**Exercise instructions:** For the data below, please report each line where the word "Instant" is found.
>>
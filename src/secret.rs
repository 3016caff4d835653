//! Fetched secrets and the accessors handed to callers.

use std::sync::Arc;
use std::time::Duration;

use chrono::{DateTime, Utc};
use serde::Deserialize;
use serde_json::{Map, Value};
use tokio::time::Instant;

use crate::error::{Result, VaultError};
use crate::evergreen::EvergreenSecret;

pub type SecretData = Map<String, Value>;

/// Wire shape of `GET /v1/{path}`.
#[derive(Debug, Deserialize)]
pub(crate) struct SecretResponse {
    #[serde(default)]
    request_id: String,
    #[serde(default)]
    lease_id: String,
    #[serde(default)]
    renewable: bool,
    #[serde(default)]
    lease_duration: u64,
    #[serde(default)]
    data: Option<SecretData>,
}

/// One fetched version of a secret. Never modified after construction.
#[derive(Debug, Clone)]
pub struct SecretSnapshot {
    pub path: String,
    pub request_id: String,
    pub lease_id: String,
    pub renewable: bool,
    pub lease_duration: Duration,
    pub data: SecretData,
    pub metadata: SecretData,
    pub fetched_at: DateTime<Utc>,
    pub(crate) fetched: Instant,
}

impl SecretSnapshot {
    /// Build a snapshot from a decoded response.
    ///
    /// KV v2 responses wrap the payload as `{"data": {...}, "metadata": {...}}`,
    /// with `metadata` optional. Anything else (KV v1, dynamic secrets) is the
    /// payload itself.
    pub(crate) fn from_response(path: &str, url: &str, response: SecretResponse) -> Result<Self> {
        let mut data = response
            .data
            .ok_or_else(|| VaultError::shape(url, "response carried no data"))?;

        let (payload, metadata) = match data.remove("data") {
            Some(Value::Object(payload)) => {
                let metadata = match data.remove("metadata") {
                    Some(Value::Object(metadata)) => metadata,
                    _ => SecretData::new(),
                };
                (payload, metadata)
            }
            Some(other) => {
                data.insert("data".to_string(), other);
                (data, SecretData::new())
            }
            None => (data, SecretData::new()),
        };

        Ok(Self {
            path: path.to_string(),
            request_id: response.request_id,
            lease_id: response.lease_id,
            renewable: response.renewable,
            lease_duration: Duration::from_secs(response.lease_duration),
            data: payload,
            metadata,
            fetched_at: Utc::now(),
            fetched: Instant::now(),
        })
    }
}

#[derive(Clone)]
enum Source {
    Static(Arc<SecretSnapshot>),
    Evergreen(Arc<EvergreenSecret>),
}

/// Answers with the secret's data as of now.
///
/// Cheap to clone. For a non-renewable secret the answer never changes; for a
/// renewable one it tracks the background refresh, keeping the last good value
/// when a refresh fails.
#[derive(Clone)]
pub struct SecretAccessor {
    source: Source,
}

impl SecretAccessor {
    pub(crate) fn fixed(snapshot: SecretSnapshot) -> Self {
        Self {
            source: Source::Static(Arc::new(snapshot)),
        }
    }

    pub(crate) fn evergreen(secret: Arc<EvergreenSecret>) -> Self {
        Self {
            source: Source::Evergreen(secret),
        }
    }

    /// A copy of the current payload; changing it does not affect the cache.
    pub fn get(&self) -> SecretData {
        self.snapshot().data.clone()
    }

    /// Look up one string field of the current payload.
    pub fn get_str(&self, key: &str) -> Option<String> {
        self.snapshot()
            .data
            .get(key)
            .and_then(Value::as_str)
            .map(str::to_string)
    }

    /// The full current snapshot, including lease and metadata.
    pub fn snapshot(&self) -> Arc<SecretSnapshot> {
        match &self.source {
            Source::Static(snapshot) => snapshot.clone(),
            Source::Evergreen(secret) => secret.current(),
        }
    }

    /// Whether a background loop keeps this value fresh.
    pub fn is_evergreen(&self) -> bool {
        matches!(self.source, Source::Evergreen(_))
    }

    /// True when both accessors read from the same underlying value.
    pub fn same_source(&self, other: &SecretAccessor) -> bool {
        match (&self.source, &other.source) {
            (Source::Static(a), Source::Static(b)) => Arc::ptr_eq(a, b),
            (Source::Evergreen(a), Source::Evergreen(b)) => Arc::ptr_eq(a, b),
            _ => false,
        }
    }
}

impl std::fmt::Debug for SecretAccessor {
    fn fmt(&self, f: &mut std::fmt::Formatter<'_>) -> std::fmt::Result {
        let snapshot = self.snapshot();
        f.debug_struct("SecretAccessor")
            .field("path", &snapshot.path)
            .field("evergreen", &self.is_evergreen())
            .field("data", &"[REDACTED]")
            .finish()
    }
}

#[cfg(test)]
mod tests {
    use super::*;
    use serde_json::json;

    const URL: &str = "http://vault/v1/kv/data/app";

    fn snapshot(body: Value) -> Result<SecretSnapshot> {
        let response: SecretResponse = serde_json::from_value(body).unwrap();
        SecretSnapshot::from_response("kv/data/app", URL, response)
    }

    #[test]
    fn test_kv2_envelope_is_unwrapped() -> Result<()> {
        let snap = snapshot(json!({
            "request_id": "req-1",
            "lease_id": "",
            "renewable": false,
            "lease_duration": 0,
            "data": {
                "data": { "instrumentation-key": "abc" },
                "metadata": { "version": 2 }
            }
        }))?;

        assert_eq!(snap.request_id, "req-1");
        assert_eq!(snap.data.get("instrumentation-key"), Some(&json!("abc")));
        assert_eq!(snap.metadata.get("version"), Some(&json!(2)));
        assert!(!snap.renewable);
        Ok(())
    }

    #[test]
    fn test_kv2_envelope_without_metadata_is_unwrapped() -> Result<()> {
        let snap = snapshot(json!({
            "renewable": true,
            "lease_duration": 60,
            "data": { "data": { "user": "app", "password": "pw" } }
        }))?;

        assert_eq!(snap.data.len(), 2);
        assert_eq!(snap.data.get("user"), Some(&json!("app")));
        assert!(!snap.data.contains_key("data"));
        assert!(snap.metadata.is_empty());
        Ok(())
    }

    #[test]
    fn test_flat_payload_is_kept_whole() -> Result<()> {
        let snap = snapshot(json!({
            "lease_id": "database/creds/app/abc",
            "renewable": true,
            "lease_duration": 3600,
            "data": { "username": "v-app-1", "password": "pw", "data": "not an envelope" }
        }))?;

        assert_eq!(snap.lease_id, "database/creds/app/abc");
        assert_eq!(snap.lease_duration, Duration::from_secs(3600));
        assert_eq!(snap.data.len(), 3);
        assert!(snap.metadata.is_empty());
        Ok(())
    }

    #[test]
    fn test_null_data_is_a_decode_error() {
        let err = snapshot(json!({ "renewable": false, "data": null })).unwrap_err();
        assert!(matches!(err, VaultError::Decode { .. }));
    }

    #[test]
    fn test_fixed_accessor_hands_out_copies() -> Result<()> {
        let accessor = SecretAccessor::fixed(snapshot(json!({
            "data": { "data": { "k": "v" }, "metadata": {} }
        }))?);

        let mut copy = accessor.get();
        copy.insert("k".to_string(), json!("changed"));

        assert_eq!(accessor.get_str("k").as_deref(), Some("v"));
        assert!(!accessor.is_evergreen());
        assert!(accessor.same_source(&accessor.clone()));
        assert!(!format!("{accessor:?}").contains("\"v\""));
        Ok(())
    }
}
<<
**Completed task:**
use tokio::time::Instant;
    pub(crate) fetched: Instant,
            fetched: Instant::now(),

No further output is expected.